University and Villard Halls, University of Oregon are historic academic buildings on the campus the University of Oregon in Eugene, Oregon. Built in 1876 and 1886 respectively, they are among the oldest surviving academic buildings on the west coast of the United States, and are noted for their Second Empire architecture. They were designated a National Historic Landmarks as a pair in 1977.

Both buildings were extensively altered in the 20th century, with University Hall's interior entirely gutted in 1914. The exteriors, in particular wooden trim elements, suffered due to Oregon's coastal climate. They were both given historically sensitive restoration in the mid-1990s, a process in which students were given the opportunity to participate through classes organized for the purpose.

==University Hall==

University Hall is a three-story brick building, with a mansard roof and mansarded corner towers. Its windows have rounded tops with keystones in the Italianate style, and there are rows of dentil brickwork above the second and third floors. The main cornice is studded with modillions, and the mansard roof is lined with gabled dormers. The hall was built in 1873-76 to a design by William Piper. For ten years, it was the school's only building.

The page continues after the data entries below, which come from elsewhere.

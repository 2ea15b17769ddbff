//! θ-weighted Crank–Nicolson.

use crate::equation::{Equation, TermGroup};
use crate::error::{ModelError, Result};
use crate::fields::{self, FieldId, FieldSet};
use crate::mesh::Geometry;
use crate::solver::{picard_solve, SolverOptions};

use super::{Forcing, StepperState, TimeStepper};

/// Implicit θ-scheme,
/// `M u_{n+1} = M u_n + dt [θ R(u_{n+1}) + (1-θ) R(u_n)]`.
///
/// `θ = 0.5` is the classical trapezoidal rule; `θ = 1` is backward
/// Euler. In semi-implicit mode the nonlinear coefficients are frozen at
/// the step-start state, so one Picard sweep linearizes the stage.
pub struct CrankNicolson<E: Equation> {
    equation: E,
    field: FieldId,
    theta: f64,
    semi_implicit: bool,
    solver: SolverOptions,
    solution_old: Vec<f64>,
    fields_old: Option<FieldSet>,
    rhs: Vec<f64>,
    residual: Vec<f64>,
    tmp: Vec<f64>,
    state: StepperState,
}

impl<E: Equation> CrankNicolson<E> {
    pub fn new(equation: E, field: FieldId) -> Self {
        let n = equation.n_dofs();
        Self {
            equation,
            field,
            theta: 0.5,
            semi_implicit: false,
            solver: SolverOptions::default(),
            solution_old: vec![0.0; n],
            fields_old: None,
            rhs: vec![0.0; n],
            residual: vec![0.0; n],
            tmp: vec![0.0; n],
            state: StepperState::Uninitialized,
        }
    }

    /// Implicitness weight θ ∈ (0, 1].
    pub fn with_theta(mut self, theta: f64) -> Self {
        self.theta = theta;
        self
    }

    /// Freeze nonlinear coefficients at the step-start state.
    pub fn with_semi_implicit(mut self) -> Self {
        self.semi_implicit = true;
        self
    }

    pub fn with_solver_options(mut self, solver: SolverOptions) -> Self {
        self.solver = solver;
        self
    }
}

impl<E: Equation> TimeStepper for CrankNicolson<E> {
    fn name(&self) -> &'static str {
        "CrankNicolson"
    }

    fn initialize(&mut self, fields: &FieldSet) -> Result<()> {
        fields.require(self.field)?;
        let values = fields.values(self.field);
        if values.len() != self.equation.n_dofs() {
            return Err(ModelError::ShapeMismatch {
                field: self.field,
                actual: values.len(),
                expected: self.equation.n_dofs(),
            });
        }
        self.solution_old.copy_from_slice(values);
        self.fields_old = Some(fields.clone());
        self.state = StepperState::Ready;
        Ok(())
    }

    fn advance(
        &mut self,
        t: f64,
        dt: f64,
        fields: &mut FieldSet,
        forcing: Forcing<'_>,
    ) -> Result<()> {
        self.state.ensure_ready(self.name())?;
        if let Some(f) = forcing {
            f(t + dt);
        }

        let geometry = Geometry::capture(fields);
        self.solution_old.copy_from_slice(fields.values(self.field));
        let fields_old = match self.fields_old.as_ref() {
            Some(f) => f,
            None => return Err(ModelError::NotInitialized("CrankNicolson")),
        };

        // Explicit part: M u_n + dt (1-θ) R(u_n).
        self.equation.residual(
            TermGroup::All,
            &self.solution_old,
            &self.solution_old,
            fields_old,
            fields_old,
            t,
            &mut self.residual,
        );
        self.equation
            .apply_mass(&geometry, &self.solution_old, &mut self.rhs);
        fields::axpy(&mut self.rhs, dt * (1.0 - self.theta), &self.residual);

        let theta = self.theta;
        let semi_implicit = self.semi_implicit;
        let mut u = fields.values(self.field).to_vec();
        picard_solve("CrankNicolson", 0, &self.solver, &mut u, |x, out| {
            let u_nl = if semi_implicit { &self.solution_old[..] } else { x };
            self.equation.residual(
                TermGroup::All,
                x,
                u_nl,
                fields,
                fields_old,
                t + dt,
                &mut self.residual,
            );
            self.tmp.copy_from_slice(&self.rhs);
            fields::axpy(&mut self.tmp, dt * theta, &self.residual);
            self.equation.solve_mass(&geometry, &self.tmp, out)
        })?;
        fields.values_mut(self.field).copy_from_slice(&u);

        if let Some(old) = self.fields_old.as_mut() {
            *old = fields.clone();
        }
        Ok(())
    }
}
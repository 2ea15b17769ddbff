//! Equation contract consumed by the time integrators.
//!
//! An [`Equation`] is an opaque residual evaluator: the weak-form assembly
//! of the physical equations (momentum, shallow water, tracer transport,
//! turbulence) lives outside this crate. Steppers only need to
//!
//! - evaluate the spatial residual for a term group,
//! - apply the mass operator built on a given [`Geometry`] snapshot, and
//! - solve against that mass operator.
//!
//! Splitting `apply_mass`/`solve_mass` by geometry snapshot is what makes
//! the ALE schemes expressible: the predictor/RHS side of a step can be
//! evaluated on the pre-step geometry while the mass solve runs on the
//! post-step geometry.

use crate::error::Result;
use crate::fields::FieldSet;
use crate::mesh::Geometry;

/// Term subset selected by split schemes.
#[derive(Clone, Copy, Debug, PartialEq, Eq)]
pub enum TermGroup {
    /// All terms.
    All,
    /// Terms treated implicitly (stiff part).
    Implicit,
    /// Terms treated explicitly (non-stiff part).
    Explicit,
}

/// Kind tag used for construction-time scheme/equation compatibility
/// checks.
#[derive(Clone, Copy, Debug, PartialEq, Eq)]
pub enum EquationKind {
    /// Depth-averaged shallow-water system (2D mode).
    ShallowWater2d,
    /// 3D horizontal momentum.
    Momentum3d,
    /// Vertical diffusion of 3D momentum.
    VerticalMomentum3d,
    /// Scalar tracer transport.
    Tracer3d,
    /// Transported turbulence quantity (TKE or psi).
    TurbulenceQuantity3d,
}

/// Opaque residual evaluator advanced by the steppers.
///
/// Implementations own their boundary conditions and discretization; the
/// stepper sees only flat solution buffers of length [`Equation::n_dofs`].
pub trait Equation {
    /// Kind tag for compatibility checks.
    fn kind(&self) -> EquationKind;

    /// Length of the solution buffer.
    fn n_dofs(&self) -> usize;

    /// Apply the mass operator built on `geometry`: `out = M u`.
    fn apply_mass(&self, geometry: &Geometry, u: &[f64], out: &mut [f64]);

    /// Solve `M x = rhs` with the mass operator built on `geometry`,
    /// writing `x` into `out`.
    ///
    /// For fully-discontinuous representations the mass operator is
    /// (block-)diagonal and this degenerates to a pointwise multiply.
    fn solve_mass(&self, geometry: &Geometry, rhs: &[f64], out: &mut [f64]) -> Result<()>;

    /// Evaluate the spatial residual of the selected term group.
    ///
    /// `u` is the state the residual is linear in, `u_nl` the state the
    /// nonlinear coefficients are evaluated at (semi-implicit schemes lag
    /// it), `fields`/`fields_old` the current and lagged coefficient
    /// fields, and `t` the evaluation time.
    #[allow(clippy::too_many_arguments)]
    fn residual(
        &self,
        group: TermGroup,
        u: &[f64],
        u_nl: &[f64],
        fields: &FieldSet,
        fields_old: &FieldSet,
        t: f64,
        out: &mut [f64],
    );
}

impl<E: Equation + ?Sized> Equation for Box<E> {
    fn kind(&self) -> EquationKind {
        (**self).kind()
    }

    fn n_dofs(&self) -> usize {
        (**self).n_dofs()
    }

    fn apply_mass(&self, geometry: &Geometry, u: &[f64], out: &mut [f64]) {
        (**self).apply_mass(geometry, u, out)
    }

    fn solve_mass(&self, geometry: &Geometry, rhs: &[f64], out: &mut [f64]) -> Result<()> {
        (**self).solve_mass(geometry, rhs, out)
    }

    fn residual(
        &self,
        group: TermGroup,
        u: &[f64],
        u_nl: &[f64],
        fields: &FieldSet,
        fields_old: &FieldSet,
        t: f64,
        out: &mut [f64],
    ) {
        (**self).residual(group, u, u_nl, fields, fields_old, t, out)
    }
}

Formerly known as Deady Hall, on June 24, 2020, after pressure from student-led groups, the University of Oregon's Board of Trustees announced that the name "Deady" would be removed as the name of the hall until a date when a new name can be chosen. In the interim, the hall has been named University Hall. Its previous name was named for Matthew Deady, Oregon's first federal judge. Prior to the name change, UO President Michael Schill sent a letter to the Board of Trustees recommending renaming Deady Hall because of Deady's racist views.

==Villard Hall==

Villard Hall, built in 1886, is a more elaborate expression of Second Empire architecture. Also built out of brick, it is finished with a stucco material, and looks more like it is made of stone. It also has a mansard roof and corner towers, whose roofs are capped by iron cresting. Although its design borrows from the vocabulary used in the older building, it is considerably richer. Windows on its upper level are set in round-top openings, with flanking pilasters both within and part of the surrounding frame. The building was designed by Warren H. Williams, and is named for railroad baron Henry Villard.